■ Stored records
_____

impl PageParser {
    pub fn new() -> Result<Self> {
        Ok(Self {
            extractor: FieldExtractor::new()?,
            id_token: Regex::new(r"\b[A-Z][A-Z0-9]{2}[A-Z0-9]?[ \-]?[0-9०-९OIlSZBDQGT]{7}\b")
                .context("failed to compile voter id token regex")?,
            serial_suffix: Regex::new(r"(?:^|[^0-9०-९/])([0-9०-९]{1,4})\s*[|:.)\-]*\s*$")
                .context("failed to compile serial regex")?,
            part_number: Regex::new(
                r"([0-9०-९]{1,4})\s*/\s*([0-9०-९]{1,4})\s*/\s*([0-9०-९]{1,4})",
            )
            .context("failed to compile part number regex")?,
            column_gap: Regex::new(r"\t+| {3,}").context("failed to compile column gap regex")?,
            location_in_name: Regex::new(r"(?i)ward[_\- ]?([0-9०-९A-Za-z]+)[_\- ]+booth[_\- ]?([0-9०-९A-Za-z]+)")
                .context("failed to compile filename location regex")?,
        })
    }

    /// Reads `Ward_<n>_Booth_<m>` out of a source file name.
    pub fn location_from_path(&self, path: &Path) -> BoothLocation {
        let file_name = path
            .file_name()
            .map(|name| name.to_string_lossy().to_string())
            .unwrap_or_default();
        match self.location_in_name.captures(&file_name) {
            Some(captures) => BoothLocation {
                ward: captures
                    .get(1)
                    .and_then(|value| normalize_location_segment(&to_arabic(value.as_str()))),
                booth: captures
                    .get(2)
                    .and_then(|value| normalize_location_segment(&to_arabic(value.as_str()))),
            },
            None => BoothLocation::default(),
        }
    }

    /// Splits the document on form feeds and parses it as one extraction pass.
    #[cfg(test)]
    pub fn parse_document(
        &self,
        text: &str,
        layout: ColumnLayout,
        method: SourceKind,
        fallback: &BoothLocation,
    ) -> DocumentParse {
        let mut page_texts = text.split(PAGE_BREAK).collect::<Vec<&str>>();
        if page_texts.len() > 1 && page_texts.last().is_some_and(|last| last.trim().is_empty()) {
            page_texts.pop();
        }
        self.parse_pages(
            page_texts.into_iter().map(|page| (page, method)),
            layout,
            fallback,
        )
    }

    /// Parses pages that may come from different extraction methods, then
    /// fills serial gaps and orders each page's candidates by serial.
    pub fn parse_pages<'t, I>(&self, pages: I, layout: ColumnLayout, fallback: &BoothLocation) -> DocumentParse
    where
        I: IntoIterator<Item = (&'t str, SourceKind)>,
    {
        let mut report = ParseReport::default();
        let mut parsed = Vec::<Vec<VoterRecord>>::new();

        for (page_index, (page_text, method)) in pages.into_iter().enumerate() {
            let (records, page_report) =
                self.parse_page(page_text, page_index + 1, layout, method, fallback);
            report.absorb(page_report);
            parsed.push(records);
        }

        report.inferred_serials = infer_missing_serials(&mut parsed);

        let mut records = Vec::<VoterRecord>::new();
        for mut page in parsed {
            page.sort_by_key(|record| record.serial.unwrap_or(u32::MAX));
            records.extend(page);
        }
        report.candidates = records.len();

        info!(
            pages = report.pages,
            id_tokens = report.id_tokens,
            candidates = report.candidates,
            skipped_blocks = report.skipped_blocks,
            ocr_failed_ids = report.ocr_failed_ids,
            "parsed document"
        );

        DocumentParse { records, report }
    }

    /// Candidates of one page in reading order.
    pub fn parse_page(
        &self,
        page_text: &str,
        page_number: usize,
        layout: ColumnLayout,
        method: SourceKind,
        fallback: &BoothLocation,
    ) -> (Vec<VoterRecord>, ParseReport) {
        let mut report = ParseReport {
            pages: 1,
            ..ParseReport::default()
        };
        let lines = page_text.lines().collect::<Vec<&str>>();
        let rows = self.locate_rows(&lines);

        if rows.is_empty() {
            if page_text.trim().is_empty() {
                report.empty_pages = 1;
            }
            debug!(page = page_number, "no voter id tokens on page");
            return (Vec::new(), report);
        }

        let detected = rows.iter().map(|row| row.hits.len()).max().unwrap_or(1);
        let columns = match layout {
            ColumnLayout::Auto => detected,
            ColumnLayout::Fixed(count) => count.max(1),
        };
        if columns > 1 {
            report.multi_column_pages = 1;
        }

        let mut blocks = self.column_blocks(&lines, &rows, columns);
        let page_names = self.extractor.name_label_starts(page_text).len();
        let block_names = blocks
            .iter()
            .filter(|(_, block)| !self.extractor.name_label_starts(&block.join("\n")).is_empty())
            .count();
        if block_names == 0 && page_names > 0 {
            report.positional_pages = 1;
            report.sample(
                format!("page {page_number}"),
                format!("{page_names} name labels paired positionally with {} ids", blocks.len()),
            );
            blocks = self.positional_blocks(&lines, &rows);
        }

        let parser = RecordParser::new(&self.extractor, method, fallback);
        let mut records = Vec::<VoterRecord>::new();
        for (hit, block_lines) in blocks {
            report.id_tokens += 1;
            let input = BlockInput {
                lines: block_lines,
                serial: hit.serial,
                raw_voter_id: Some(hit.raw.clone()),
                part_number: hit.part_number.clone(),
            };
            match parser.parse(&input) {
                Some(parsed) => {
                    match &parsed.id_check {
                        Some(VoterIdCheck::Invalid(raw)) => {
                            report.ocr_failed_ids += 1;
                            report.sample(format!("page {page_number}"), format!("unreadable voter id {raw}"));
                        }
                        Some(VoterIdCheck::Repaired { id, cleaned }) => {
                            report.repaired_ids += 1;
                            debug!(page = page_number, raw = %cleaned, repaired = %id, "repaired voter id");
                        }
                        _ => {}
                    }
                    records.push(parsed.record);
                }
                None => {
                    report.skipped_blocks += 1;
                    report.sample(
                        format!("page {page_number}"),
                        format!("block for {} yielded no candidate", hit.raw),
                    );
                }
            }
        }

        report.candidates = records.len();
        (records, report)
    }

    fn locate_rows(&self, lines: &[&str]) -> Vec<IdRow> {
        lines
            .iter()
            .enumerate()
            .filter_map(|(line_index, line)| {
                let hits = self.locate_hits(line);
                (!hits.is_empty()).then_some(IdRow { line_index, hits })
            })
            .collect()
    }

    fn locate_hits(&self, line: &str) -> Vec<IdHit> {
        let tokens = self
            .id_token
            .find_iter(line)
            .filter(|found| {
                found
                    .as_str()
                    .chars()
                    .filter(|character| numerals::is_digit(*character) || character.is_ascii_digit())
                    .count()
                    >= MIN_ID_DIGITS
            })
            .map(|found| (found.start(), found.end()))
            .collect::<Vec<(usize, usize)>>();

        // A cell starts at its serial when one precedes the token.
        let mut cell_starts = Vec::<usize>::with_capacity(tokens.len());
        let mut serials = Vec::<Option<u32>>::with_capacity(tokens.len());
        let mut previous_end = 0usize;
        for (start, end) in &tokens {
            let segment = &line[previous_end..*start];
            match self.serial_suffix.captures(segment).and_then(|captures| captures.get(1)) {
                Some(found) => {
                    cell_starts.push(previous_end + found.start());
                    serials.push(to_arabic(found.as_str()).parse::<u32>().ok());
                }
                None => {
                    cell_starts.push(*start);
                    serials.push(None);
                }
            }
            previous_end = *end;
        }

        tokens
            .iter()
            .enumerate()
            .map(|(index, (start, end))| {
                let cell_end = cell_starts.get(index + 1).copied().unwrap_or(line.len());
                let after = &line[*end..cell_end.max(*end)];
                let (part_number, tail) = match self.part_number.captures(after) {
                    Some(captures) => {
                        let whole = captures.get(0).map(|found| found.range()).unwrap_or(0..0);
                        let part = format!(
                            "{}/{}/{}",
                            to_arabic(&captures[1]),
                            to_arabic(&captures[2]),
                            to_arabic(&captures[3])
                        );
                        (Some(part), after[whole.end..].to_string())
                    }
                    None => (None, after.to_string()),
                };
                IdHit {
                    raw: line[*start..*end].to_string(),
                    serial: serials[index],
                    part_number,
                    tail: clean_cell(&tail),
                }
            })
            .collect()
    }

    /// Pairs every hit with the lines below its row, split into `columns`
    /// cells, up to the next ID row or `MAX_BLOCK_LINES`.
    fn column_blocks(&self, lines: &[&str], rows: &[IdRow], columns: usize) -> Vec<(IdHit, Vec<String>)> {
        let mut blocks = Vec::<(IdHit, Vec<String>)>::new();

        for (row_index, row) in rows.iter().enumerate() {
            let next_row = rows
                .get(row_index + 1)
                .map(|next| next.line_index)
                .unwrap_or(lines.len());
            let body_end = next_row.min(row.line_index + 1 + MAX_BLOCK_LINES);
            let row_columns = columns.max(row.hits.len());

            let mut cells = vec![Vec::<String>::new(); row.hits.len()];
            for (column, hit) in row.hits.iter().enumerate() {
                if !hit.tail.is_empty() {
                    cells[column].push(hit.tail.clone());
                }
            }

            for line in &lines[row.line_index + 1..body_end] {
                if line.trim().is_empty() {
                    continue;
                }
                let split = if row.hits.len() == 1 && row_columns == 1 {
                    vec![line.trim().to_string()]
                } else {
                    self.split_columns(line, row_columns)
                };
                for (column, cell) in split.into_iter().enumerate().take(row.hits.len()) {
                    if !cell.is_empty() {
                        cells[column].push(cell);
                    }
                }
            }

            for (hit, cell) in row.hits.iter().zip(cells) {
                blocks.push((hit.clone(), cell));
            }
        }

        blocks
    }

    /// Cuts the non-ID text of the page at each name label and pairs the
    /// pieces with the ID tokens by index.
    fn positional_blocks(&self, lines: &[&str], rows: &[IdRow]) -> Vec<(IdHit, Vec<String>)> {
        let id_lines = rows.iter().map(|row| row.line_index).collect::<Vec<usize>>();
        let body = lines
            .iter()
            .enumerate()
            .filter(|(index, _)| !id_lines.contains(index))
            .map(|(_, line)| *line)
            .collect::<Vec<&str>>()
            .join("\n");

        let mut starts = self.extractor.name_label_starts(&body);
        starts.push(body.len());
        let pieces = starts
            .windows(2)
            .map(|window| body[window[0]..window[1]].to_string())
            .collect::<Vec<String>>();

        rows.iter()
            .flat_map(|row| row.hits.iter().cloned())
            .enumerate()
            .map(|(index, hit)| {
                let lines = pieces
                    .get(index)
                    .map(|piece| {
                        piece
                            .lines()
                            .map(str::trim)
                            .filter(|line| !line.is_empty())
                            .map(str::to_string)
                            .collect::<Vec<String>>()
                    })
                    .unwrap_or_default();
                (hit, lines)
            })
            .collect()
    }

    /// Splits one body line into exactly `columns` cells: pipes first, then
    /// wide gaps, then repeated labels, then by position.
    pub fn split_columns(&self, line: &str, columns: usize) -> Vec<String> {
        if columns <= 1 {
            return vec![clean_cell(line)];
        }

        if line.contains('|') {
            let cells = line
                .split('|')
                .map(clean_cell)
                .collect::<Vec<String>>();
            let cells = trim_outer_empty(cells);
            if cells.len() == columns {
                return cells;
            }
        }

        let gap_cells = self
            .column_gap
            .split(line.trim())
            .map(clean_cell)
            .filter(|cell| !cell.is_empty())
            .collect::<Vec<String>>();
        if gap_cells.len() == columns {
            return gap_cells;
        }

        if let Some(cells) = self.split_at_repeated_label(line, columns) {
            return cells;
        }

        let mut cells = if gap_cells.is_empty() {
            vec![clean_cell(line)]
        } else {
            gap_cells
        };
        if cells.len() > columns {
            let overflow = cells.split_off(columns - 1).join(" ");
            cells.push(overflow);
        }
        cells.resize(columns, String::new());
        cells
    }

    fn split_at_repeated_label(&self, line: &str, columns: usize) -> Option<Vec<String>> {
        let anchors = self.extractor.label_anchors(line);
        let (_, first_key) = anchors.first()?;
        let starts = anchors
            .iter()
            .filter(|(_, key)| key == first_key)
            .map(|(start, _)| *start)
            .collect::<Vec<usize>>();
        if starts.len() != columns {
            return None;
        }

        let mut bounds = starts.clone();
        bounds[0] = 0;
        bounds.push(line.len());
        Some(
            bounds
                .windows(2)
                .map(|window| clean_cell(&line[window[0]..window[1]]))
                .collect(),
        )
    }
}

_____

■ To do
Your answer should be the lines above that contain the word "labels", copied out.

■ Task response
                format!("{page_names} name labels paired positionally with {} ids", blocks.len()),
    /// wide gaps, then repeated labels, then by position.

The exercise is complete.